_MATERIAL SHOWN_:
//! Lifecycle of one embedded chart, modelled without a browser.
//!
//! An [`EmbedInstance`] starts out [`MountState::Initializing`], creates its runtime during the
//! first pass that gets as far as submitting an option, and then stays [`MountState::Mounted`]
//! until it is disposed. Each pass re-runs the author's definition against the current
//! [`Ambient`] values.

use crate::config::ChartConfig;
use crate::reconcile::apply_defaults;
use crate::{Error, Result};

/// Values the author's definition may read on every pass.
#[derive(Debug, Clone, Copy, PartialEq, Default)]
pub struct Ambient {
    pub width: f64,
    pub height: f64,
    pub dark_mode: bool,
}

/// Author logic producing the per-pass `config`.
pub trait ChartDefinition {
    fn evaluate(&self, ambient: &Ambient) -> Result<ChartConfig>;
}

impl<F> ChartDefinition for F
where
    F: Fn(&Ambient) -> Result<ChartConfig>,
{
    fn evaluate(&self, ambient: &Ambient) -> Result<ChartConfig> {
        self(ambient)
    }
}

/// A live chart created by [`Host::init_runtime`].
pub trait ChartRuntime {
    fn set_option(&mut self, option: &ChartConfig) -> Result<()>;

    fn resize(&mut self) {}

    fn dispose(&mut self) {}
}

/// The document side of an embed: container element, figure wrapper and runtime factory.
pub trait Host {
    type Runtime: ChartRuntime;

    fn ambient(&self) -> Ambient;

    /// Whether the figure is still attached to the document.
    fn is_connected(&self) -> bool {
        true
    }

    /// Creates the runtime; `renderer` is fixed for the runtime's lifetime.
    fn init_runtime(&mut self, renderer: Option<&str>) -> Result<Self::Runtime>;

    fn has_class(&self, class: &str) -> bool;

    fn add_class(&mut self, class: &str);

    fn remove_class(&mut self, class: &str);

    /// Sets the figure caption, creating the caption element on first use.
    fn set_caption(&mut self, caption: &str);
}

#[derive(Debug)]
pub enum MountState<R> {
    Initializing,
    Mounted(R),
    Disposed,
}

#[derive(Debug, Clone, Copy, PartialEq, Eq)]
pub enum Trigger {
    Resize,
    ThemeChange,
}

pub struct EmbedInstance<H: Host, D> {
    host: H,
    definition: D,
    defaults: ChartConfig,
    state: MountState<H::Runtime>,
    // Series classes this instance added to the container.
    tagged: Vec<String>,
    last_applied: Option<ChartConfig>,
}

impl<H: Host, D: ChartDefinition> EmbedInstance<H, D> {
    /// Creates the instance and runs the initial pass.
    ///
    /// A failing first pass leaves the instance initializing; the next trigger tries again.
    pub fn mount(host: H, definition: D, defaults: ChartConfig) -> Self {
        let mut instance = Self {
            host,
            definition,
            defaults,
            state: MountState::Initializing,
            tagged: Vec::new(),
            last_applied: None,
        };
        instance.pass();
        instance
    }

    pub fn state(&self) -> &MountState<H::Runtime> {
        &self.state
    }

    pub fn defaults(&self) -> &ChartConfig {
        &self.defaults
    }

    pub fn host(&self) -> &H {
        &self.host
    }

    pub fn host_mut(&mut self) -> &mut H {
        &mut self.host
    }

    pub fn runtime(&self) -> Option<&H::Runtime> {
        match &self.state {
            MountState::Mounted(runtime) => Some(runtime),
            _ => None,
        }
    }

    /// The option most recently accepted by the runtime.
    pub fn last_applied(&self) -> Option<&ChartConfig> {
        self.last_applied.as_ref()
    }

    /// One reconciliation pass. Errors leave the previously applied state in place.
    pub fn reconcile(&mut self) -> Result<&ChartConfig> {
        if matches!(self.state, MountState::Disposed) {
            return Err(Error::Disposed);
        }

        let ambient = self.host.ambient();
        let config = self.definition.evaluate(&ambient)?;
        if !config.is_object() {
            return Err(Error::InvalidConfig {
                message: format!("expected an object, got {}", config.as_value()),
            });
        }
        let merged = apply_defaults(&config, &self.defaults, ambient.dark_mode);

        self.tag_series(&merged);
        if let Some(caption) = merged.figcaption() {
            self.host.set_caption(&caption);
        }

        if matches!(self.state, MountState::Initializing) {
            let runtime = self.host.init_runtime(merged.renderer())?;
            self.state = MountState::Mounted(runtime);
        }
        if let MountState::Mounted(runtime) = &mut self.state {
            runtime.set_option(&merged)?;
        }

        let applied = self.last_applied.insert(merged);
        Ok(&*applied)
    }

    /// Runs [`EmbedInstance::reconcile`], logging and swallowing failures.
    pub fn pass(&mut self) -> bool {
        match self.reconcile() {
            Ok(_) => true,
            Err(err) => {
                tracing::warn!(target: "selkie", error = %err, "chart reconciliation failed");
                false
            }
        }
    }

    /// Handles a resize or theme-change notification.
    ///
    /// Returns `false` when the pass failed or the instance is (or just became) disposed.
    pub fn on_trigger(&mut self, trigger: Trigger) -> bool {
        if matches!(self.state, MountState::Disposed) {
            return false;
        }
        if !self.host.is_connected() {
            self.dispose();
            return false;
        }
        if trigger == Trigger::Resize {
            if let MountState::Mounted(runtime) = &mut self.state {
                runtime.resize();
            }
        }
        self.pass()
    }

    pub fn dispose(&mut self) {
        if let MountState::Mounted(runtime) = &mut self.state {
            runtime.dispose();
        }
        self.state = MountState::Disposed;
    }

    fn tag_series(&mut self, merged: &ChartConfig) {
        let types = merged.series_types();
        for ty in &types {
            if !self.host.has_class(ty) {
                self.host.add_class(ty);
                self.tagged.push((*ty).to_string());
            }
        }
        let host = &mut self.host;
        self.tagged.retain(|class| {
            let keep = types.contains(&class.as_str());
            if !keep {
                host.remove_class(class);
            }
            keep
        });
    }
}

_YOUR INSTRUCTIONS_: Print only the lines from the top of the data above down to the line holding "use crate::config::ChartConfig;", inclusive.

_OUTPUT BELOW_:
//! Lifecycle of one embedded chart, modelled without a browser.
//!
//! An [`EmbedInstance`] starts out [`MountState::Initializing`], creates its runtime during the
//! first pass that gets as far as submitting an option, and then stays [`MountState::Mounted`]
//! until it is disposed. Each pass re-runs the author's definition against the current
//! [`Ambient`] values.

use crate::config::ChartConfig;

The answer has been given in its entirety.